2012年01月04日 | 鉄道連載小説
 
《主人公の千路が、さまざまな駅を巡る話》
 
飯能
 
 
乗り物は大型化すればするほど始動と制動に時間が掛かることになる。だからバスやタクシーならサッと停まって動き出せるところ、鉄道はもたもたしてしまう。鉄道の利点を活かすなら、なるべくちょこちょこ停まらないようにしなくてはならない。
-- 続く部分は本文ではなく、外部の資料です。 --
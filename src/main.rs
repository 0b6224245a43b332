mod app;
mod extract;
mod payments;
mod session_window;
mod types;

#[tokio::main]
async fn main() {
    app::run().await;
}
// Timing benchmark over the steering state spaces
//
// Generates seeded random configuration pairs inside a fixed operating
// region, times repeated controls/path queries per variant and reports
// mean +/- standard deviation. Per-trial records can optionally be
// written as CSV with `--write-stats`.

use std::f64::consts::PI;
use std::fs;
use std::io::Write;
use std::path::PathBuf;
use std::time::Instant;

use rand::rngs::StdRng;
use rand::{Rng, SeedableRng};

use rust_steering::{
    CcDubinsStateSpace, CcReedsSheppStateSpace, Direction, DubinsStateSpace, Hc00StateSpace,
    Hc0pmStateSpace, Hcpm0StateSpace, HcpmpmStateSpace, ReedsSheppStateSpace, State, StateSpace,
};

const KAPPA: f64 = 1.0; // [1/m]
const SIGMA: f64 = 1.0; // [1/m^2]
const DISCRETIZATION: f64 = 0.1; // [m]
const SAMPLES: usize = 1000;
const OPERATING_REGION_X: f64 = 20.0; // [m]
const OPERATING_REGION_Y: f64 = 20.0; // [m]
const SEED: u64 = 0;

struct Statistic {
    start: State,
    goal: State,
    computation_time: f64,
    path_length: f64,
}

fn mean(values: &[f64]) -> f64 {
    values.iter().sum::<f64>() / values.len() as f64
}

fn std_dev(values: &[f64]) -> f64 {
    let m = mean(values);
    (values.iter().map(|v| (v - m).powi(2)).sum::<f64>() / values.len() as f64).sqrt()
}

fn random_state(rng: &mut StdRng) -> State {
    State::new(
        rng.gen_range(-OPERATING_REGION_X / 2.0..OPERATING_REGION_X / 2.0),
        rng.gen_range(-OPERATING_REGION_Y / 2.0..OPERATING_REGION_Y / 2.0),
        rng.gen_range(-PI..PI),
        0.0,
        Direction::Forward,
    )
}

fn time_controls(space: &dyn StateSpace, pairs: &[(State, State)]) -> Vec<Statistic> {
    let mut stats = Vec::with_capacity(pairs.len());
    for (start, goal) in pairs {
        let clock = Instant::now();
        let controls = space.controls(start, goal);
        let computation_time = clock.elapsed().as_secs_f64();
        let path_length = controls
            .map(|c| c.iter().map(|s| s.delta_s.abs()).sum())
            .unwrap_or(f64::NAN);
        stats.push(Statistic {
            start: *start,
            goal: *goal,
            computation_time,
            path_length,
        });
    }
    stats
}

fn time_paths(space: &dyn StateSpace, pairs: &[(State, State)]) -> Vec<Statistic> {
    let mut stats = Vec::with_capacity(pairs.len());
    for (start, goal) in pairs {
        let clock = Instant::now();
        let _ = space.path(start, goal);
        let computation_time = clock.elapsed().as_secs_f64();
        stats.push(Statistic {
            start: *start,
            goal: *goal,
            computation_time,
            path_length: 0.0,
        });
    }
    stats
}

fn report(label: &str, id: &str, stats: &[Statistic]) {
    let times: Vec<f64> = stats.iter().map(|s| s.computation_time).collect();
    println!(
        "[{}] {} mean [s] +/- std [s]: {:.3e} +/- {:.3e}",
        label,
        id,
        mean(&times),
        std_dev(&times)
    );
}

fn state_fields(state: &State) -> String {
    format!(
        "{} {} {} {} {}",
        state.x,
        state.y,
        state.theta,
        state.kappa,
        state.d.signum()
    )
}

fn write_stats(id: &str, stats: &[Statistic]) -> std::io::Result<()> {
    let mut path = PathBuf::from(env!("CARGO_MANIFEST_DIR"));
    path.push("test");
    fs::create_dir_all(&path)?;
    path.push(format!("{}_stats.csv", id));
    let mut file = fs::File::create(&path)?;
    writeln!(file, "start,goal,computation_time,path_length")?;
    for stat in stats {
        writeln!(
            file,
            "{},{},{},{}",
            state_fields(&stat.start),
            state_fields(&stat.goal),
            stat.computation_time,
            stat.path_length
        )?;
    }
    println!("stats written to {}", path.display());
    Ok(())
}

fn main() {
    let write_csv = std::env::args().any(|arg| arg == "--write-stats");

    let mut rng = StdRng::seed_from_u64(SEED);
    let pairs: Vec<(State, State)> = (0..SAMPLES)
        .map(|_| (random_state(&mut rng), random_state(&mut rng)))
        .collect();

    let spaces: Vec<(&str, Box<dyn StateSpace>)> = vec![
        (
            "CC_Dubins",
            Box::new(CcDubinsStateSpace::new(KAPPA, SIGMA, DISCRETIZATION, true).unwrap())
                as Box<dyn StateSpace>,
        ),
        (
            "Dubins",
            Box::new(DubinsStateSpace::new(KAPPA, DISCRETIZATION, true).unwrap()),
        ),
        (
            "CC_RS",
            Box::new(CcReedsSheppStateSpace::new(KAPPA, SIGMA, DISCRETIZATION).unwrap()),
        ),
        (
            "HC00",
            Box::new(Hc00StateSpace::new(KAPPA, SIGMA, DISCRETIZATION).unwrap()),
        ),
        (
            "HC0pm",
            Box::new(Hc0pmStateSpace::new(KAPPA, SIGMA, DISCRETIZATION).unwrap()),
        ),
        (
            "HCpm0",
            Box::new(Hcpm0StateSpace::new(KAPPA, SIGMA, DISCRETIZATION).unwrap()),
        ),
        (
            "HCpmpm",
            Box::new(HcpmpmStateSpace::new(KAPPA, SIGMA, DISCRETIZATION).unwrap()),
        ),
        (
            "RS",
            Box::new(ReedsSheppStateSpace::new(KAPPA, DISCRETIZATION).unwrap()),
        ),
    ];

    println!("timing get_controls over {} samples", SAMPLES);
    for (id, space) in &spaces {
        let stats = time_controls(space.as_ref(), &pairs);
        report("controls", id, &stats);
        if write_csv {
            if let Err(e) = write_stats(id, &stats) {
                eprintln!("failed to write stats for {}: {}", id, e);
            }
        }
    }

    println!("timing get_path over {} samples", SAMPLES);
    for (id, space) in &spaces {
        let stats = time_paths(space.as_ref(), &pairs);
        report("path", id, &stats);
    }
}
/// Every admissible word of the catalogue for this query, in fixed
/// family order. Selection happens at the caller.
pub fn catalogue(ctx: &WordCtx) -> Vec<Vec<Control>> {
    let mut words = Vec::new();
    let start_sides = WordCtx::side_options(ctx.start_sides);
    let goal_sides = WordCtx::side_options(ctx.goal_sides);
    let directions = ctx.direction_options();

    // T
    for (&l1, &d1) in iproduct!(&start_sides, &directions) {
        let c1 = ctx.start_circle(l1, d1);
        if ctx.goal_boundary == TurnBoundary::MaxKappa && !goal_sides.contains(&l1) {
            continue;
        }
        if let Some(word) = t_word(ctx, &c1) {
            words.push(word);
        }
    }

    for (&l1, &d1, &l2, &d2) in iproduct!(&start_sides, &directions, &goal_sides, &directions) {
        let c1 = ctx.start_circle(l1, d1);
        let c2 = ctx.goal_circle(l2, d2);

        // TT
        if l2 != l1 && d2 == d1 {
            if let Some(word) = tt_word(ctx, &c1, &c2) {
                words.push(word);
            }
        }
        // TcT
        if ctx.allow_cusps && l2 != l1 && d2 != d1 {
            if let Some(word) = tct_word(ctx, &c1, &c2) {
                words.push(word);
            }
        }
        // TST (external and internal tangents)
        if d2 == d1 {
            if let Some(word) = tst_word(ctx, &c1, &c2) {
                words.push(word);
            }
        }
        // TTT
        if l2 == l1 && d2 == d1 {
            three_turn_words(
                ctx,
                &c1,
                &c2,
                JunctionKind::Smooth,
                JunctionKind::Smooth,
                &mut words,
            );
        }
        if ctx.allow_cusps {
            // TcTcT
            if l2 == l1 && d2 == d1 {
                three_turn_words(ctx, &c1, &c2, ctx.cusp, ctx.cusp, &mut words);
            }
            // TcTT and TTcT
            if l2 == l1 && d2 != d1 {
                three_turn_words(ctx, &c1, &c2, ctx.cusp, JunctionKind::Smooth, &mut words);
                three_turn_words(ctx, &c1, &c2, JunctionKind::Smooth, ctx.cusp, &mut words);
            }
            // TcTST
            if d2 != d1 {
                if let Some(word) = tctst_word(ctx, &c1, &c2) {
                    words.push(word);
                }
            }
            // TcTSTcT
            if d2 == d1 {
                if let Some(word) = tctstct_word(ctx, &c1, &c2) {
                    words.push(word);
                }
            }
            // TTcTT
            if l2 != l1 && d2 != d1 {
                four_turn_words(ctx, &c1, &c2, false, &mut words);
            }
            // TcTTcT
            if l2 != l1 && d2 == d1 {
                four_turn_words(ctx, &c1, &c2, true, &mut words);
            }
        }
    }

    // TSTcT: mirror image of TcTST, solved on the reversed query.
    if ctx.allow_cusps {
        let rev = ctx.reversed();
        let rev_start_sides = WordCtx::side_options(rev.start_sides);
        let rev_goal_sides = WordCtx::side_options(rev.goal_sides);
        for (&l1, &d1, &l2, &d2) in iproduct!(
            &rev_start_sides,
            &directions,
            &rev_goal_sides,
            &directions
        ) {
            if d2 == d1 {
                continue;
            }
            let c1 = rev.start_circle(l1, d1);
            let c2 = rev.goal_circle(l2, d2);
            if let Some(word) = tctst_word(&rev, &c1, &c2) {
                words.push(reverse_controls(&word));
            }
        }
    }

    words
}
//! Hybrid curvature Reeds-Shepp state space with zero curvature at both
//! path endpoints.
//!
//! Between endpoints the path behaves like a Reeds-Shepp path with
//! clothoid-smoothed turns, except at cusps: the vehicle stops at ±κ_max
//! and re-steers while stationary, so direction switches happen on the
//! inner circles and the curvature may jump there.

use crate::common::{
    total_length, Control, State, StateSpace, SteeringError, SteeringResult,
};
use crate::geometry::EPSILON;
use crate::steering::cc_circle::{CcParams, JunctionKind, TurnBoundary};
use crate::steering::cc_words::{best_word, WordCtx};
use crate::steering::sampler::{merge_controls, sample_path};

/// State space of HC00 Reeds-Shepp paths: curvature bound `kappa_max`,
/// curvature rate bound `sigma_max`, sampling step `discretization`.
#[derive(Debug, Clone)]
pub struct Hc00StateSpace {
    discretization: f64,
    params: CcParams,
}

impl Hc00StateSpace {
    pub fn new(kappa_max: f64, sigma_max: f64, discretization: f64) -> SteeringResult<Self> {
        if kappa_max <= 0.0 {
            return Err(SteeringError::InvalidParameter(
                "kappa_max must be > 0".to_string(),
            ));
        }
        if sigma_max <= 0.0 {
            return Err(SteeringError::InvalidParameter(
                "sigma_max must be > 0".to_string(),
            ));
        }
        if discretization <= 0.0 {
            return Err(SteeringError::InvalidParameter(
                "discretization must be > 0".to_string(),
            ));
        }
        Ok(Self {
            discretization,
            params: CcParams::new(kappa_max, sigma_max),
        })
    }

    fn solve(&self, start: &State, goal: &State) -> SteeringResult<Vec<Control>> {
        if start.kappa.abs() > EPSILON || goal.kappa.abs() > EPSILON {
            return Err(SteeringError::InvalidState(
                "hc00 paths start and end at zero curvature".to_string(),
            ));
        }
        if (start.x - goal.x).hypot(start.y - goal.y) < EPSILON
            && (start.theta - goal.theta).abs() < EPSILON
        {
            return Ok(Vec::new());
        }
        let ctx = WordCtx {
            params: self.params,
            cusp: JunctionKind::CuspMax,
            start: start.pose(),
            goal: goal.pose(),
            start_boundary: TurnBoundary::ZeroKappa,
            goal_boundary: TurnBoundary::ZeroKappa,
            start_sides: (true, true),
            goal_sides: (true, true),
            directions: (true, true),
            allow_cusps: true,
        };
        best_word(&ctx)
            .ok_or_else(|| SteeringError::NoPath("hc00 catalogue exhausted".to_string()))
    }
}

impl StateSpace for Hc00StateSpace {
    fn distance(&self, start: &State, goal: &State) -> SteeringResult<f64> {
        Ok(total_length(&self.solve(start, goal)?))
    }

    fn controls(&self, start: &State, goal: &State) -> SteeringResult<Vec<Control>> {
        Ok(merge_controls(&self.solve(start, goal)?))
    }

    fn path(&self, start: &State, goal: &State) -> SteeringResult<Vec<State>> {
        let controls = self.solve(start, goal)?;
        Ok(sample_path(start, &controls, self.discretization))
    }
}
//! Common traits defining interfaces for steering state spaces

use crate::common::error::SteeringResult;
use crate::common::types::{Control, State};

/// A steering state space: connects two oriented configurations with the
/// shortest drivable curve of its path family and answers three queries,
/// each a pure function of the immutable instance parameters and its
/// arguments.
pub trait StateSpace {
    /// Length of the shortest admissible path from `start` to `goal`.
    fn distance(&self, start: &State, goal: &State) -> SteeringResult<f64>;

    /// Control segments realizing the shortest admissible path.
    fn controls(&self, start: &State, goal: &State) -> SteeringResult<Vec<Control>>;

    /// The shortest admissible path sampled at the configured step.
    fn path(&self, start: &State, goal: &State) -> SteeringResult<Vec<State>>;
}
//! Curvature-continuous Reeds-Shepp state space: forward and backward
//! motion with clothoid-smoothed turns; curvature is zero at both path
//! endpoints and passes through zero at every junction, cusps included.

use crate::common::{
    total_length, Control, State, StateSpace, SteeringError, SteeringResult,
};
use crate::geometry::EPSILON;
use crate::steering::cc_circle::{CcParams, JunctionKind, TurnBoundary};
use crate::steering::cc_words::{best_word, WordCtx};
use crate::steering::sampler::{merge_controls, sample_path};

/// State space of curvature-continuous Reeds-Shepp paths with curvature
/// bound `kappa_max`, curvature rate bound `sigma_max` and sampling step
/// `discretization`.
#[derive(Debug, Clone)]
pub struct CcReedsSheppStateSpace {
    discretization: f64,
    params: CcParams,
}

impl CcReedsSheppStateSpace {
    pub fn new(kappa_max: f64, sigma_max: f64, discretization: f64) -> SteeringResult<Self> {
        if kappa_max <= 0.0 {
            return Err(SteeringError::InvalidParameter(
                "kappa_max must be > 0".to_string(),
            ));
        }
        if sigma_max <= 0.0 {
            return Err(SteeringError::InvalidParameter(
                "sigma_max must be > 0".to_string(),
            ));
        }
        if discretization <= 0.0 {
            return Err(SteeringError::InvalidParameter(
                "discretization must be > 0".to_string(),
            ));
        }
        Ok(Self {
            discretization,
            params: CcParams::new(kappa_max, sigma_max),
        })
    }

    fn solve(&self, start: &State, goal: &State) -> SteeringResult<Vec<Control>> {
        if start.kappa.abs() > EPSILON || goal.kappa.abs() > EPSILON {
            return Err(SteeringError::InvalidState(
                "cc-reeds-shepp paths start and end at zero curvature".to_string(),
            ));
        }
        if (start.x - goal.x).hypot(start.y - goal.y) < EPSILON
            && (start.theta - goal.theta).abs() < EPSILON
        {
            return Ok(Vec::new());
        }
        let ctx = WordCtx {
            params: self.params,
            cusp: JunctionKind::CuspZero,
            start: start.pose(),
            goal: goal.pose(),
            start_boundary: TurnBoundary::ZeroKappa,
            goal_boundary: TurnBoundary::ZeroKappa,
            start_sides: (true, true),
            goal_sides: (true, true),
            directions: (true, true),
            allow_cusps: true,
        };
        best_word(&ctx).ok_or_else(|| {
            SteeringError::NoPath("cc-reeds-shepp catalogue exhausted".to_string())
        })
    }
}

impl StateSpace for CcReedsSheppStateSpace {
    fn distance(&self, start: &State, goal: &State) -> SteeringResult<f64> {
        Ok(total_length(&self.solve(start, goal)?))
    }

    fn controls(&self, start: &State, goal: &State) -> SteeringResult<Vec<Control>> {
        Ok(merge_controls(&self.solve(start, goal)?))
    }

    fn path(&self, start: &State, goal: &State) -> SteeringResult<Vec<State>> {
        let controls = self.solve(start, goal)?;
        Ok(sample_path(start, &controls, self.discretization))
    }
}

#[cfg(test)]
mod tests {
    use super::*;
    use crate::common::Direction;
    use crate::geometry::normalize_angle;
    use crate::steering::cc_dubins::CcDubinsStateSpace;

    fn state(x: f64, y: f64, theta: f64) -> State {
        State::new(x, y, theta, 0.0, Direction::Forward)
    }

    fn space() -> CcReedsSheppStateSpace {
        CcReedsSheppStateSpace::new(1.0, 1.0, 0.1).unwrap()
    }

    #[test]
    fn test_rejects_invalid_parameters() {
        assert!(CcReedsSheppStateSpace::new(1.0, -1.0, 0.1).is_err());
        assert!(CcReedsSheppStateSpace::new(1.0, 1.0, 0.0).is_err());
    }

    #[test]
    fn test_rejects_curved_endpoints() {
        let space = space();
        let bent = State::new(0.0, 0.0, 0.0, 1.0, Direction::Forward);
        assert!(space.distance(&State::origin(), &bent).is_err());
    }

    #[test]
    fn test_identical_states_zero_distance() {
        let space = space();
        let a = state(2.0, 3.0, -1.1);
        assert!(space.distance(&a, &a).unwrap().abs() < 1e-12);
        assert_eq!(space.path(&a, &a).unwrap().len(), 1);
    }

    #[test]
    fn test_straight_ahead_goal() {
        let space = space();
        let goal = state(10.0, 0.0, 0.0);
        assert!((space.distance(&State::origin(), &goal).unwrap() - 10.0).abs() < 1e-9);
    }

    #[test]
    fn test_straight_behind_goal_drives_backward() {
        let space = space();
        let goal = state(-6.0, 0.0, 0.0);
        assert!((space.distance(&State::origin(), &goal).unwrap() - 6.0).abs() < 1e-9);
        let controls = space.controls(&State::origin(), &goal).unwrap();
        assert!(controls.iter().all(|c| c.delta_s <= 0.0));
    }

    #[test]
    fn test_turn_around_exists() {
        let space = space();
        let goal = state(0.0, 0.0, std::f64::consts::PI);
        let dist = space.distance(&State::origin(), &goal).unwrap();
        assert!(dist.is_finite() && dist > 0.0);
    }

    #[test]
    fn test_never_longer_than_cc_dubins() {
        let rs = space();
        let dubins = CcDubinsStateSpace::new(1.0, 1.0, 0.1, true).unwrap();
        let goals = [
            state(5.0, 3.0, 1.0),
            state(0.0, 0.0, std::f64::consts::PI),
            state(-4.0, 2.0, -0.7),
        ];
        for goal in &goals {
            let d_rs = rs.distance(&State::origin(), goal).unwrap();
            let d_du = dubins.distance(&State::origin(), goal).unwrap();
            assert!(d_rs <= d_du + 1e-9);
        }
    }

    #[test]
    fn test_distance_is_symmetric() {
        let space = space();
        let pairs = [
            (state(0.0, 0.0, 0.0), state(4.0, 2.0, 1.3)),
            (state(1.0, -2.0, 2.1), state(-3.0, 1.0, -0.4)),
            (state(0.0, 0.0, 0.5), state(0.5, 0.5, 2.5)),
        ];
        for (a, b) in &pairs {
            let d_ab = space.distance(a, b).unwrap();
            let d_ba = space.distance(b, a).unwrap();
            assert!((d_ab - d_ba).abs() < 1e-6, "{} vs {}", d_ab, d_ba);
        }
    }

    #[test]
    fn test_path_reaches_goal() {
        let space = space();
        let goals = [
            state(7.0, -1.0, 0.4),
            state(1.5, 1.5, 2.8),
            state(-2.0, -6.0, -1.9),
        ];
        for goal in &goals {
            let states = space.path(&State::origin(), goal).unwrap();
            let last = states.last().unwrap();
            assert!((last.x - goal.x).abs() < 1e-4, "x: {} vs {}", last.x, goal.x);
            assert!((last.y - goal.y).abs() < 1e-4);
            assert!(normalize_angle(last.theta - goal.theta).abs() < 1e-4);
        }
    }

    #[test]
    fn test_curvature_continuous_along_path() {
        let space = space();
        let goal = state(2.0, 2.0, 2.5);
        let states = space.path(&State::origin(), &goal).unwrap();
        for s in &states {
            assert!(s.kappa.abs() <= 1.0 + 1e-9);
        }
        for w in states.windows(2) {
            assert!((w[1].kappa - w[0].kappa).abs() <= 1.0 * 0.1 + 1e-9);
        }
    }

    #[test]
    fn test_endpoint_curvature_is_zero() {
        let space = space();
        let goal = state(-1.0, 4.0, 1.6);
        let states = space.path(&State::origin(), &goal).unwrap();
        assert!(states.first().unwrap().kappa.abs() < 1e-9);
        assert!(states.last().unwrap().kappa.abs() < 1e-9);
    }
}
しかし山の急斜面を上がっていく場合は、スイッチバック方式で停まっては動きの繰り返しをしなくてはならない。利点を消してしまうが、鉄道は急なアップダウンも苦手なので仕方がないのだ。
 
その、急な傾斜を上るためのスイッチバックだが、平坦な場所に設置されているところもある。なにかの事情でその先に進めず、折り返さなければいけないという場所だ。
 
千路はある日スイッチバックの地点を見たくて、池袋からレッドアローに乗り込んだ。
平日昼間のレッドアローはがらがらにすいていて、まるで回送電車に乗り込んでいるようだ。JRの特急料金より格段に安いうえにこのゆったり感。千路はなんだか申し訳ない気分になった。
 
小一時間で飯能駅に着いた。千路は特急ホームに降り立つと、ホームの端へと歩いていった。数本ある線路は少し先で行き止まりになっている。立ちふさがっているのは消防署に神社の鳥居。なるほど、あんな施設があるのではスイッチバックもしょうがないかなと千路は見つめながら納得した。